## TASK BRIEF
Would you tally how many lines in the records include the word "docs"? Reply with the number only.

[[ PROVIDED INFORMATION open ]]

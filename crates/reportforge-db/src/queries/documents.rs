//! Document store queries.
//!
//! Documents are JSON objects grouped by collection. The store assigns ids
//! and both timestamps; `update_document` performs a shallow merge of the
//! given fields into the stored body, mirroring partial-update semantics.

use chrono::{DateTime, SecondsFormat, Utc};
use reportforge_common::{Error, ReportId, Result};
use rusqlite::{Connection, OptionalExtension};
use serde_json::{Map, Value};

use crate::models::Document;

/// Field names that map onto the timestamp columns instead of the JSON body.
const CREATED_AT_FIELD: &str = "createdAt";
const UPDATED_AT_FIELD: &str = "updatedAt";

/// Format a timestamp the way the `documents` table stores it.
pub(crate) fn format_timestamp(ts: DateTime<Utc>) -> String {
    ts.to_rfc3339_opts(SecondsFormat::Micros, true)
}

/// Parse a stored timestamp column.
pub(crate) fn parse_timestamp(idx: usize, raw: &str) -> rusqlite::Result<DateTime<Utc>> {
    DateTime::parse_from_rfc3339(raw)
        .map(|ts| ts.with_timezone(&Utc))
        .map_err(|e| {
            rusqlite::Error::FromSqlConversionFailure(idx, rusqlite::types::Type::Text, Box::new(e))
        })
}

/// Parse a document from a database row.
///
/// Expects columns in order: id, body, created_at, updated_at.
fn parse_document_row(row: &rusqlite::Row) -> rusqlite::Result<Document> {
    let body: String = row.get(1)?;
    let fields = match serde_json::from_str::<Value>(&body) {
        Ok(Value::Object(map)) => map,
        Ok(_) => Map::new(),
        Err(e) => {
            return Err(rusqlite::Error::FromSqlConversionFailure(
                1,
                rusqlite::types::Type::Text,
                Box::new(e),
            ))
        }
    };

    Ok(Document {
        id: row.get(0)?,
        fields,
        created_at: parse_timestamp(2, &row.get::<_, String>(2)?)?,
        updated_at: parse_timestamp(3, &row.get::<_, String>(3)?)?,
    })
}

/// Insert a new document and return its store-assigned id.
///
/// # Arguments
///
/// * `conn` - Database connection
/// * `collection` - Collection name (e.g. `"laporan"`)
/// * `fields` - Document body
pub fn insert_document(
    conn: &Connection,
    collection: &str,
    fields: &Map<String, Value>,
) -> Result<String> {
    let id = ReportId::generate().to_string();
    let now = format_timestamp(Utc::now());
    let body = serde_json::to_string(fields)?;

    conn.execute(
        "INSERT INTO documents (collection, id, body, created_at, updated_at)
         VALUES (:collection, :id, :body, :now, :now)",
        rusqlite::named_params! {
            ":collection": collection,
            ":id": &id,
            ":body": body,
            ":now": now,
        },
    )
    .map_err(|e| Error::database(e.to_string()))?;

    Ok(id)
}

/// Get a document by id.
///
/// # Returns
///
/// * `Ok(Some(Document))` - The document if found
/// * `Ok(None)` - If the document does not exist
/// * `Err(Error)` - If a database error occurs
pub fn get_document(conn: &Connection, collection: &str, id: &str) -> Result<Option<Document>> {
    conn.query_row(
        "SELECT id, body, created_at, updated_at
         FROM documents WHERE collection = :collection AND id = :id",
        rusqlite::named_params! { ":collection": collection, ":id": id },
        parse_document_row,
    )
    .optional()
    .map_err(|e| Error::database(e.to_string()))
}

/// Merge `partial` into an existing document and refresh `updated_at`.
///
/// Top-level keys in `partial` replace the stored values; keys not present
/// in `partial` are left untouched.
///
/// # Returns
///
/// * `Ok(())` - The document was updated
/// * `Err(Error::NotFound)` - If the document does not exist
/// * `Err(Error)` - If a database error occurs
pub fn update_document(
    conn: &Connection,
    collection: &str,
    id: &str,
    partial: &Map<String, Value>,
) -> Result<()> {
    let tx = conn
        .unchecked_transaction()
        .map_err(|e| Error::database(e.to_string()))?;

    let mut existing = get_document(&tx, collection, id)?
        .ok_or_else(|| Error::not_found(format!("{}/{}", collection, id)))?;

    for (key, value) in partial {
        existing.fields.insert(key.clone(), value.clone());
    }

    let body = serde_json::to_string(&existing.fields)?;
    tx.execute(
        "UPDATE documents SET body = :body, updated_at = :now
         WHERE collection = :collection AND id = :id",
        rusqlite::named_params! {
            ":body": body,
            ":now": format_timestamp(Utc::now()),
            ":collection": collection,
            ":id": id,
        },
    )
    .map_err(|e| Error::database(e.to_string()))?;

    tx.commit().map_err(|e| Error::database(e.to_string()))?;
    Ok(())
}

/// Delete a document.
///
/// # Returns
///
/// * `Ok(true)` - If the document was deleted
/// * `Ok(false)` - If the document did not exist
pub fn delete_document(conn: &Connection, collection: &str, id: &str) -> Result<bool> {
    let rows = conn
        .execute(
            "DELETE FROM documents WHERE collection = :collection AND id = :id",
            rusqlite::named_params! { ":collection": collection, ":id": id },
        )
        .map_err(|e| Error::database(e.to_string()))?;

    Ok(rows > 0)
}

/// List every document in a collection ordered by a field.
///
/// `createdAt` and `updatedAt` order by the store timestamps; any other name
/// orders by that top-level field of the JSON body. Ties keep insertion order
/// in the requested direction.
pub fn list_documents(
    conn: &Connection,
    collection: &str,
    order_by: &str,
    descending: bool,
) -> Result<Vec<Document>> {
    let direction = if descending { "DESC" } else { "ASC" };

    let column = match order_by {
        CREATED_AT_FIELD => Some("created_at"),
        UPDATED_AT_FIELD => Some("updated_at"),
        _ => None,
    };

    let documents = match column {
        Some(column) => {
            let sql = format!(
                "SELECT id, body, created_at, updated_at FROM documents
                 WHERE collection = :collection
                 ORDER BY {column} {direction}, rowid {direction}"
            );
            let mut stmt = conn.prepare(&sql).map_err(|e| Error::database(e.to_string()))?;
            let rows = stmt
                .query_map(
                    rusqlite::named_params! { ":collection": collection },
                    parse_document_row,
                )
                .map_err(|e| Error::database(e.to_string()))?;
            rows.collect::<std::result::Result<Vec<_>, _>>()
        }
        None => {
            let sql = format!(
                "SELECT id, body, created_at, updated_at FROM documents
                 WHERE collection = :collection
                 ORDER BY json_extract(body, :path) {direction}, rowid {direction}"
            );
            let mut stmt = conn.prepare(&sql).map_err(|e| Error::database(e.to_string()))?;
            let rows = stmt
                .query_map(
                    rusqlite::named_params! {
                        ":collection": collection,
                        ":path": format!("$.\"{}\"", order_by.replace('"', "")),
                    },
                    parse_document_row,
                )
                .map_err(|e| Error::database(e.to_string()))?;
            rows.collect::<std::result::Result<Vec<_>, _>>()
        }
    };

    documents.map_err(|e| Error::database(e.to_string()))
}

/// Count the documents in a collection.
pub fn count_documents(conn: &Connection, collection: &str) -> Result<i64> {
    conn.query_row(
        "SELECT COUNT(*) FROM documents WHERE collection = :collection",
        rusqlite::named_params! { ":collection": collection },
        |row| row.get(0),
    )
    .map_err(|e| Error::database(e.to_string()))
}

#[cfg(test)]
mod tests {
    use super::*;
    use crate::pool::{get_conn, init_memory_pool};
    use serde_json::json;

    fn fields(value: Value) -> Map<String, Value> {
        match value {
            Value::Object(map) => map,
            _ => panic!("expected object"),
        }
    }

    #[test]
    fn test_insert_and_get_document() {
        let pool = init_memory_pool().unwrap();
        let conn = get_conn(&pool).unwrap();

        let id = insert_document(
            &conn,
            "laporan",
            &fields(json!({"activityName": "Rapat Koordinasi", "status": "draft"})),
        )
        .unwrap();

        let doc = get_document(&conn, "laporan", &id).unwrap().unwrap();
        assert_eq!(doc.id, id);
        assert_eq!(doc.fields["activityName"], "Rapat Koordinasi");
        assert_eq!(doc.created_at, doc.updated_at);
    }

    #[test]
    fn test_get_document_not_found() {
        let pool = init_memory_pool().unwrap();
        let conn = get_conn(&pool).unwrap();

        assert!(get_document(&conn, "laporan", "missing").unwrap().is_none());
    }

    #[test]
    fn test_collections_are_isolated() {
        let pool = init_memory_pool().unwrap();
        let conn = get_conn(&pool).unwrap();

        let id = insert_document(&conn, "laporan", &fields(json!({"a": 1}))).unwrap();
        assert!(get_document(&conn, "other", &id).unwrap().is_none());
        assert_eq!(count_documents(&conn, "laporan").unwrap(), 1);
        assert_eq!(count_documents(&conn, "other").unwrap(), 0);
    }

    #[test]
    fn test_update_document_merges_fields() {
        let pool = init_memory_pool().unwrap();
        let conn = get_conn(&pool).unwrap();

        let id = insert_document(
            &conn,
            "laporan",
            &fields(json!({"activityName": "Old", "venue": "Aula"})),
        )
        .unwrap();
        let before = get_document(&conn, "laporan", &id).unwrap().unwrap();

        update_document(
            &conn,
            "laporan",
            &id,
            &fields(json!({"activityName": "New", "status": "submitted"})),
        )
        .unwrap();

        let after = get_document(&conn, "laporan", &id).unwrap().unwrap();
        assert_eq!(after.fields["activityName"], "New");
        assert_eq!(after.fields["venue"], "Aula");
        assert_eq!(after.fields["status"], "submitted");
        assert_eq!(after.created_at, before.created_at);
        assert!(after.updated_at >= before.updated_at);
    }

    #[test]
    fn test_update_missing_document_is_not_found() {
        let pool = init_memory_pool().unwrap();
        let conn = get_conn(&pool).unwrap();

        let err = update_document(&conn, "laporan", "nope", &Map::new()).unwrap_err();
        assert!(matches!(err, Error::NotFound(_)));
    }

    #[test]
    fn test_delete_document() {
        let pool = init_memory_pool().unwrap();
        let conn = get_conn(&pool).unwrap();

        let id = insert_document(&conn, "laporan", &fields(json!({"a": 1}))).unwrap();
        assert!(delete_document(&conn, "laporan", &id).unwrap());
        assert!(!delete_document(&conn, "laporan", &id).unwrap());
        assert!(get_document(&conn, "laporan", &id).unwrap().is_none());
    }

    #[test]
    fn test_list_documents_by_created_at_desc() {
        let pool = init_memory_pool().unwrap();
        let conn = get_conn(&pool).unwrap();

        let first = insert_document(&conn, "laporan", &fields(json!({"n": 1}))).unwrap();
        let second = insert_document(&conn, "laporan", &fields(json!({"n": 2}))).unwrap();
        let third = insert_document(&conn, "laporan", &fields(json!({"n": 3}))).unwrap();

        let docs = list_documents(&conn, "laporan", "createdAt", true).unwrap();
        let ids: Vec<_> = docs.iter().map(|d| d.id.clone()).collect();
        assert_eq!(ids, vec![third, second, first]);
    }

    #[test]
    fn test_list_documents_by_body_field() {
        let pool = init_memory_pool().unwrap();
        let conn = get_conn(&pool).unwrap();

        insert_document(&conn, "laporan", &fields(json!({"activityName": "b"}))).unwrap();
        insert_document(&conn, "laporan", &fields(json!({"activityName": "c"}))).unwrap();
        insert_document(&conn, "laporan", &fields(json!({"activityName": "a"}))).unwrap();

        let docs = list_documents(&conn, "laporan", "activityName", false).unwrap();
        let names: Vec<_> = docs
            .iter()
            .map(|d| d.fields["activityName"].as_str().unwrap().to_string())
            .collect();
        assert_eq!(names, vec!["a", "b", "c"]);
    }

    #[test]
    fn test_timestamp_roundtrip() {
        let now = Utc::now();
        let formatted = format_timestamp(now);
        let parsed = parse_timestamp(0, &formatted).unwrap();
        assert_eq!(parsed.timestamp_micros(), now.timestamp_micros());
    }
}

[[ PROVIDED INFORMATION closed ]]

## RESPONSE
4